Ribonucleic acid codons and protein synthesis: XIII. RNA codon recognition by deacylated tRNA and aminoacyl-tRNA

Abstract

The attachment of deacylated tRNA and [ 14C]Phe-tRNA to ribosomes in response to poly U was studied. The extent of binding of tRNA Phe to ribosomes is approximately equal to that of [ 14C]Phe-tRNA. Transfer RNA dilutes the binding of [ 14C]Phe-tRNA as predicted from the ratio of tRNA to aminoacyl-tRNA, suggesting that tRNA Phe and [ 14C]Phe-tRNA have approximately equal affinities for ribosomal binding sites. Under the conditions studied, tRNA and [ 14C]Phe-tRNA are released from poly U-ribosome complexes at relatively slow rates.

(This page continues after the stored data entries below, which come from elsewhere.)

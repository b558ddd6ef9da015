//!
//! Built-in bone categories of the humanoid character skeleton.

use {
    crate::category::{Registry, RegistryError},
    palette::Srgba,
};

const ALPHA: f32 = 0.5647059;

struct Entry {
    name: &'static str,
    color: [f32; 3],
    bones: &'static [&'static str],
}

const WHITE: [f32; 3] = [1.0, 1.0, 1.0];

// Fallback category is created by `Registry::new`.
const TABLE: &[Entry] = &[
    Entry {
        name: "body",
        color: [1.0, 0.0, 0.0],
        bones: &[
            "n_root", "n_hara", "n_throw", "j_kosi", "j_sebo_a", "j_asi_a_l",
            "j_asi_a_r", "j_sebo_b", "j_asi_b_l", "j_asi_b_r", "j_mune_l",
            "j_mune_r", "j_sebo_c", "j_asi_c_l", "j_asi_c_r", "j_kubi",
            "j_sako_l", "j_sako_r", "j_asi_d_l", "j_asi_d_r", "j_ude_a_l",
            "j_ude_a_r", "j_asi_e_l", "j_asi_e_r", "j_ude_b_l", "j_ude_b_r",
            "n_hkata_l", "n_hkata_r", "j_te_l", "j_te_r", "n_hhiji_l",
            "n_hhiji_r",
        ],
    },
    Entry {
        name: "head",
        color: [0.0, 1.0, 0.0],
        bones: &[
            "j_kao", "j_ago", "j_f_dmab_l", "j_f_dmab_r", "j_f_eye_l",
            "j_f_eye_r", "j_f_hana", "j_f_hoho_l", "j_f_hoho_r", "j_f_lip_l",
            "j_f_lip_r", "j_f_mayu_l", "j_f_mayu_r", "j_f_memoto",
            "j_f_miken_l", "j_f_miken_r", "j_f_ulip_a", "j_f_umab_l",
            "j_f_umab_r", "j_f_dlip_a", "j_f_ulip_b", "j_f_dlip_b",
            // Hrothgar
            "j_f_hige_l", "j_f_hige_r", "j_f_uago", "j_f_ulip", "n_f_lip_l",
            "n_f_lip_r", "n_f_ulip_l", "n_f_ulip_r", "j_f_dlip",
        ],
    },
    Entry {
        name: "hair",
        color: [0.0, 0.0, 1.0],
        bones: &["j_kami_a", "j_kami_f_l", "j_kami_f_r", "j_kami_b", "j_ex_met_va"],
    },
    Entry {
        name: "clothes",
        color: [1.0, 1.0, 0.0],
        bones: &[
            "j_sk_b_b_l", "j_sk_b_b_r", "j_sk_f_b_l", "j_sk_f_b_r",
            "j_sk_s_b_l", "j_sk_s_b_r", "j_buki_sebo_l", "j_buki_sebo_r",
            "j_buki2_kosi_l", "j_buki2_kosi_r", "j_buki_kosi_l",
            "j_buki_kosi_r", "j_sk_b_a_l", "j_sk_b_a_r", "j_sk_f_a_l",
            "j_sk_f_a_r", "j_sk_s_a_l", "j_sk_s_a_r", "j_sk_b_c_l",
            "j_sk_b_c_r", "j_sk_f_c_l", "j_sk_f_c_r", "j_sk_s_c_l",
            "j_sk_s_c_r", "n_hizasoubi_l", "n_hizasoubi_r", "n_kataarmor_l",
            "n_kataarmor_r", "n_buki_tate_l", "n_buki_tate_r",
            "n_hijisoubi_l", "n_hijisoubi_r", "n_ear_a_l", "n_ear_a_r",
            "n_ear_b_l", "n_ear_b_r",
        ],
    },
    Entry {
        name: "right hand",
        color: [1.0, 0.0, 1.0],
        bones: &[
            "n_hte_r", "j_hito_a_r", "j_ko_a_r", "j_kusu_a_r", "j_naka_a_r",
            "j_oya_a_r", "n_buki_r", "j_hito_b_r", "j_ko_b_r", "j_kusu_b_r",
            "j_naka_b_r", "j_oya_b_r",
        ],
    },
    Entry {
        name: "left hand",
        color: [0.0, 1.0, 1.0],
        bones: &[
            "n_hte_l", "j_hito_a_l", "j_ko_a_l", "j_kusu_a_l", "j_naka_a_l",
            "j_oya_a_l", "n_buki_l", "j_hito_b_l", "j_ko_b_l", "j_kusu_b_l",
            "j_naka_b_l", "j_oya_b_l",
        ],
    },
    Entry {
        name: "tail",
        color: WHITE,
        bones: &["n_sippo_a", "n_sippo_b", "n_sippo_c", "n_sippo_d", "n_sippo_e"],
    },
    Entry {
        name: "ears",
        color: WHITE,
        bones: &[
            "j_mimi_l", "j_mimi_r", "j_zera_a_l", "j_zera_a_r", "j_zera_b_l",
            "j_zera_b_r", "j_zerb_a_l", "j_zerb_a_r", "j_zerb_b_l",
            "j_zerb_b_r", "j_zerc_a_l", "j_zerc_a_r", "j_zerc_b_l",
            "j_zerc_b_r", "j_zerd_a_l", "j_zerd_a_r", "j_zerd_b_l",
            "j_zerd_b_r",
        ],
    },
    Entry {
        name: "feet",
        color: WHITE,
        bones: &[],
    },
    // IVCS
    Entry {
        name: "ivcs left hand",
        color: WHITE,
        bones: &["iv_ko_c_l", "iv_kusu_c_l", "iv_naka_c_l", "iv_hito_c_l"],
    },
    Entry {
        name: "ivcs right hand",
        color: WHITE,
        bones: &["iv_ko_c_r", "iv_kusu_c_r", "iv_naka_c_r", "iv_hito_c_r"],
    },
    Entry {
        name: "ivcs left foot",
        color: WHITE,
        bones: &[
            "iv_asi_oya_a_l", "iv_asi_oya_b_l", "iv_asi_hito_a_l",
            "iv_asi_hito_b_l", "iv_asi_naka_a_l", "iv_asi_naka_b_l",
            "iv_asi_kusu_a_l", "iv_asi_kusu_b_l", "iv_asi_ko_a_l",
            "iv_asi_ko_b_l",
        ],
    },
    Entry {
        name: "ivcs right foot",
        color: WHITE,
        bones: &[
            "iv_asi_oya_a_r", "iv_asi_oya_b_r", "iv_asi_hito_a_r",
            "iv_asi_hito_b_r", "iv_asi_naka_a_r", "iv_asi_naka_b_r",
            "iv_asi_kusu_a_r", "iv_asi_kusu_b_r", "iv_asi_ko_a_r",
            "iv_asi_ko_b_r",
        ],
    },
    Entry {
        name: "ivcs body",
        color: WHITE,
        bones: &["iv_nitoukin_l", "iv_nitoukin_r", "iv_c_mune_l", "iv_c_mune_r"],
    },
    Entry {
        name: "ivcs penis",
        color: WHITE,
        bones: &[
            "iv_kougan_l", "iv_kougan_r", "iv_ochinko_a", "iv_ochinko_b",
            "iv_ochinko_c", "iv_ochinko_d", "iv_ochinko_e", "iv_ochinko_f",
        ],
    },
    Entry {
        name: "ivcs vagina",
        color: WHITE,
        bones: &["iv_kuritto", "iv_inshin_l", "iv_inshin_r"],
    },
    Entry {
        name: "ivcs buttocks",
        color: WHITE,
        bones: &["iv_koumon", "iv_koumon_l", "iv_koumon_r", "iv_shiri_l", "iv_shiri_r"],
    },
];

impl Registry {
    /// Registry with every built-in category.
    ///
    /// Fails only if the table itself repeats a category name.
    pub fn builtin() -> Result<Self, RegistryError> {
        let mut registry = Registry::new();
        for entry in TABLE {
            let [r, g, b] = entry.color;
            registry.register(
                entry.name,
                Srgba::new(r, g, b, ALPHA),
                entry.bones.iter().copied(),
            )?;
        }
        Ok(registry)
    }
}

#[cfg(test)]
mod tests {
    use {super::*, crate::category::DEFAULT_CATEGORY};

    #[test]
    fn builtin_registers_whole_table() {
        let registry = Registry::builtin().unwrap();
        assert_eq!(registry.len(), TABLE.len() + 1);
        assert_eq!(registry.iter().next().unwrap().name(), DEFAULT_CATEGORY);
        assert!(registry.collisions().is_empty());
        assert!(registry.get("feet").unwrap().bones().is_empty());
    }

    #[test]
    fn builtin_resolves_known_bones() {
        let registry = Registry::builtin().unwrap();
        assert_eq!(registry.resolve(Some("j_kosi")).name(), "body");
        assert_eq!(registry.resolve(Some("j_kao")).name(), "head");
        assert_eq!(registry.resolve(Some("j_f_dlip")).name(), "head");
        assert_eq!(registry.resolve(Some("n_buki_r")).name(), "right hand");
        assert_eq!(registry.resolve(Some("j_zerd_b_r")).name(), "ears");
        assert_eq!(registry.resolve(Some("iv_shiri_l")).name(), "ivcs buttocks");
        assert_eq!(registry.resolve(Some("j_kami_a")).name(), "hair");
    }

    #[test]
    fn builtin_colors() {
        let registry = Registry::builtin().unwrap();
        assert_eq!(
            registry.get("body").unwrap().default_color(),
            Srgba::new(1.0, 0.0, 0.0, ALPHA)
        );
        assert_eq!(
            registry.get("left hand").unwrap().default_color(),
            Srgba::new(0.0, 1.0, 1.0, ALPHA)
        );
        assert_eq!(
            registry.get("tail").unwrap().default_color(),
            registry.default_category().default_color()
        );
    }
}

The synthesis of phenylalanyl-puromycin peptides was detected at 0.02, but not 0.01 m-Mg 2+. At 0.01 m-Mg 2+, tRNA inhibits AUG-dependent binding of N-formyl-[ 3H]Met-tRNA to ribosomes and the formation of N-formyl-[ 3H]methionyl uromycin. These data show that the rate of codon recognition of initiator and other codons by aminoacyl-tRNA at two or more ribosomal sites may be affected by the ratio of tRNA to aminoacyl-tRNA.